This Opinion piece in The New York Times earlier this month makes some interesting – and disturbing – points on the vitamin industry.
Several studies over the past two decades indicate that some consumers have suffered adverse health effects from the over-consumption of vitamins: In a study published in The New England Journal of Medicine in 1994, 29,000 Finnish men, all smokers, had been given daily vitamin E, beta carotene, both or a placebo. The study found that those who had taken beta carotene for five to eight years were more likely to die from lung cancer or heart disease.
Two years later the same journal published another study: 18,000 people who were at an increased risk of lung cancer because of asbestos exposure or smoking received a combination of vitamin A and beta carotene, or a placebo.
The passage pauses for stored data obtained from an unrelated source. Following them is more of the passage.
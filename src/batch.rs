use std::path::Path;

use anyhow::Result;
use indicatif::{ProgressBar, ProgressStyle};
use tracing::{debug, error, info};

use crate::enrich::Enricher;
use crate::record::{AgencyRecord, CompletenessRule};
use crate::table;

/// Counts returned after a batch pass.
#[derive(Debug, Default, Clone, PartialEq, Eq)]
pub struct BatchSummary {
    pub total: usize,
    pub processed: usize,
    pub skipped: usize,
    pub failed: usize,
}

/// Enrich every incomplete row of `input`, checkpointing `output` after each one.
///
/// An existing `output` is combined with `input` first (its values win), so an
/// interrupted run picks up where it stopped. Row failures are logged and the
/// batch moves on; only table I/O errors abort it.
pub async fn run(
    enricher: &Enricher,
    input: &Path,
    output: &Path,
    complete_when: &CompletenessRule,
    limit: Option<usize>,
) -> Result<BatchSummary> {
    let fresh: Vec<AgencyRecord> = table::load(input)?;
    let mut rows = if output.exists() {
        let previous: Vec<AgencyRecord> = table::load(output)?;
        info!("Resuming from {:?} ({} rows)", output, previous.len());
        table::combine_prefer_existing(previous, fresh)
    } else {
        fresh
    };

    let mut summary = BatchSummary {
        total: rows.len(),
        ..Default::default()
    };
    info!("Enriching {} rows from {:?}", rows.len(), input);

    let pb = ProgressBar::new(rows.len() as u64);
    pb.set_style(
        ProgressStyle::default_bar()
            .template("[{elapsed_precise}] {bar:40} {pos}/{len} {msg}")?
            .progress_chars("=> "),
    );

    for idx in 0..rows.len() {
        pb.inc(1);
        if limit.is_some_and(|n| summary.processed + summary.failed >= n) {
            debug!("Limit reached after {} rows", summary.processed + summary.failed);
            break;
        }

        let row = &rows[idx];
        if row.site.trim().is_empty() || complete_when.is_complete(row) {
            summary.skipped += 1;
            continue;
        }

        pb.set_message(row.site.trim().to_string());
        match enricher.enrich(row).await {
            Ok(record) => {
                rows[idx] = record;
                table::save(output, &rows)?;
                summary.processed += 1;
                info!("Checkpoint {:?} updated (row {})", output, idx + 1);
            }
            Err(e) => {
                error!("Failed to process {}: {:#}", row.site.trim(), e);
                table::save(output, &rows)?;
                summary.failed += 1;
            }
        }
    }

    pb.finish_and_clear();
    table::save(output, &rows)?;
    info!(
        "Saved {} rows to {:?} ({} processed, {} skipped, {} failed)",
        rows.len(),
        output,
        summary.processed,
        summary.skipped,
        summary.failed
    );
    Ok(summary)
}

// ── Tests ──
Investigators stopped the study when they found that the risk of death from lung cancer for those who took the vitamins was 46 percent higher.
If over-consumption of vitamins is as dangerous as these and other referenced studies suggests, what’s the Food and Drug Administration’s stance on regulating intake? Well, in December 1972, the F.D.A. announced a plan to regulate vitamin supplements containing more than 150 percent of the recommended daily allowance. Vitamin makers would have to prove that these “megavitamins” were safe before selling them. However, legislation was introduced preventing the FDA from regulating megavitamins; it became law in 1976. Read more…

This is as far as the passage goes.